Cambridge Healthtech President Phillips Kuhl said the acquisition of IDG's 4-year-old Bio-IT magazine, the Health-IT e-newsletter and the recently renamed Life Sciences Conference & Expo is part of a strategy to diversify revenues beyond the 80 conferences the company produces each year.
Kuhl said the company began to consider diversification after the post-Sept. 11 business travel slump. At the time, conferences generated 98 percent of company revenues.
Kuhl said his 14-year-old company's expertise with conferences should prove useful in building participation in the Life Sciences Conference & Expo, launched as Bio-IT World Conference & Expo in 2001.
"Certainly one of the things we felt was, we're very well versed in how to run events. We felt we could make some substantial improvements in the performance of the expo," he said.
The conference, renamed last year from Bio-IT, is set for April 3–5 at the Sheraton Hotel Boston. Kuhl said his company wouldn't be ready to unveil its new strategy for the show by then, but will consider changes to its conference content, timing and name.

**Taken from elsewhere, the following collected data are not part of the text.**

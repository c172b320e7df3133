use std::str::FromStr;

use chrono::{Days, NaiveDate};
use serde::Serialize;

use crate::models::{AdKind, AdStatus};

/// A filter selector where one value means "no constraint".
#[derive(Debug, Clone, Copy, Default, PartialEq, Eq)]
pub enum Selection<T> {
    #[default]
    All,
    Only(T),
}

impl<T: Copy> Selection<T> {
    pub fn value(&self) -> Option<T> {
        match self {
            Selection::All => None,
            Selection::Only(v) => Some(*v),
        }
    }
}

impl<T: FromStr> FromStr for Selection<T> {
    type Err = T::Err;

    fn from_str(s: &str) -> Result<Self, Self::Err> {
        let s = s.trim();
        if s.is_empty() || s.eq_ignore_ascii_case("all") {
            Ok(Selection::All)
        } else {
            s.parse().map(Selection::Only)
        }
    }
}

impl FromStr for AdKind {
    type Err = String;

    fn from_str(s: &str) -> Result<Self, Self::Err> {
        match s.trim().to_ascii_lowercase().as_str() {
            "main" => Ok(AdKind::Main),
            "secondary" => Ok(AdKind::Secondary),
            other => Err(format!("unknown ad type '{other}' (expected main or secondary)")),
        }
    }
}

impl FromStr for AdStatus {
    type Err = String;

    fn from_str(s: &str) -> Result<Self, Self::Err> {
        match s.trim().to_ascii_lowercase().as_str() {
            "active" => Ok(AdStatus::Active),
            "inactive" => Ok(AdStatus::Inactive),
            other => Err(format!("unknown status '{other}' (expected active or inactive)")),
        }
    }
}

// ── Ads list filter ────────────────────────────────────────────────────────

/// Operator-facing filter state of the ad list.
#[derive(Debug, Clone, Default, PartialEq, Eq)]
pub struct AdFilter {
    pub start: Option<NaiveDate>,
    pub end: Option<NaiveDate>,
    pub kind: Selection<AdKind>,
    pub status: Selection<AdStatus>,
}

/// Query string of `GET /ads`. Unconstrained filters are left out.
#[derive(Debug, Clone, Default, PartialEq, Eq, Serialize)]
pub struct AdQuery {
    #[serde(skip_serializing_if = "Option::is_none")]
    pub start: Option<NaiveDate>,
    #[serde(skip_serializing_if = "Option::is_none")]
    pub end: Option<NaiveDate>,
    #[serde(rename = "type", skip_serializing_if = "Option::is_none")]
    pub kind: Option<AdKind>,
    #[serde(skip_serializing_if = "Option::is_none")]
    pub status: Option<AdStatus>,
}

impl AdFilter {
    pub fn to_query(&self) -> AdQuery {
        AdQuery {
            start: self.start,
            end: self.end,
            kind: self.kind.value(),
            status: self.status.value(),
        }
    }
}

// ── Stats queries ──────────────────────────────────────────────────────────

/// Inclusive day range used by the stats endpoints.
#[derive(Debug, Clone, Copy, PartialEq, Eq, Serialize)]
pub struct DateRange {
    pub start: NaiveDate,
    pub end: NaiveDate,
}

impl DateRange {
    pub fn new(start: NaiveDate, end: NaiveDate) -> Self {
        Self { start, end }
    }

    /// `days` days back from `today`, inclusive of both ends.
    pub fn last_days(today: NaiveDate, days: u64) -> Self {
        let start = today.checked_sub_days(Days::new(days)).unwrap_or(today);
        Self { start, end: today }
    }

    pub fn single_day(day: NaiveDate) -> Self {
        Self {
            start: day,
            end: day,
        }
    }
}

/// Query string of `GET /stats/clicks/by_domain_ip`.
#[derive(Debug, Clone, Copy, PartialEq, Eq, Serialize)]
pub struct ClickStatsQuery {
    #[serde(flatten)]
    pub range: DateRange,
    #[serde(rename = "type")]
    pub kind: AdKind,
    pub page: u32,
    pub page_size: u32,
}

/// Query string of `GET /stats/visitors/by_domain_ip`.
#[derive(Debug, Clone, Copy, PartialEq, Eq, Serialize)]
pub struct VisitorStatsQuery {
    #[serde(flatten)]
    pub range: DateRange,
    pub page: u32,
    pub page_size: u32,
}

"It's tough to gear up for something you're only doing once a year and expect to bring the kind of efficiencies we've figured out by doing events like this over and over month after month," he said.
Thirteen IDG employees assigned to the publications and event will join the 60-employee Cambridge Healthtech as part of the acquisition. The company plans to enlist Bio-IT's experienced editors to help produce conference content. "It will get them involved with much more contact with many more events," Kuhl said.
IDG will continue to hold a minority stake in the properties. Cambridge will subcontract IDG World Expo to produce this year's Life Sciences event, but after that the task will be brought in-house, Kuhl said.
Three years ago, the Bio-IT World Conference & Expo drew about 84 exhibitors to a 12,000 net square foot showfloor. Kuhl said the event now has about 50 exhibitors.
Most of the Newton, Mass.-based Cambridge Healthtech's conferences are in the pharmaceutical and diagnostic realms. Its Molecular Medicine Tri-Conference in San Francisco earlier this month attracted about 2,100 researchers and 100 exhibitors. Among its other events are Beyond Genome, PepTalk and the World Pharmaceutical Congress.
Cambridge also owns Pharma Week, a Web-based publication, and Pharmaceutical Discovery, a Web and print publication it purchased from Advanstar Communications last year.
Kuhl said Cambridge Healthtech approached Advanstar about buying the pharmaceutical magazine after the company decided it would be discontinued. The properties were a perfect fit, since there was a strong correlation between the content of the magazine and Cambridge Healthtech's conferences, as well as its advertisers and subscribers, and the conference's exhibitors and attendees.
IDG World Expo still manages Macworld Conference & Expo, LinuxWorld Conference & Expo and a number of conference-driven technology events.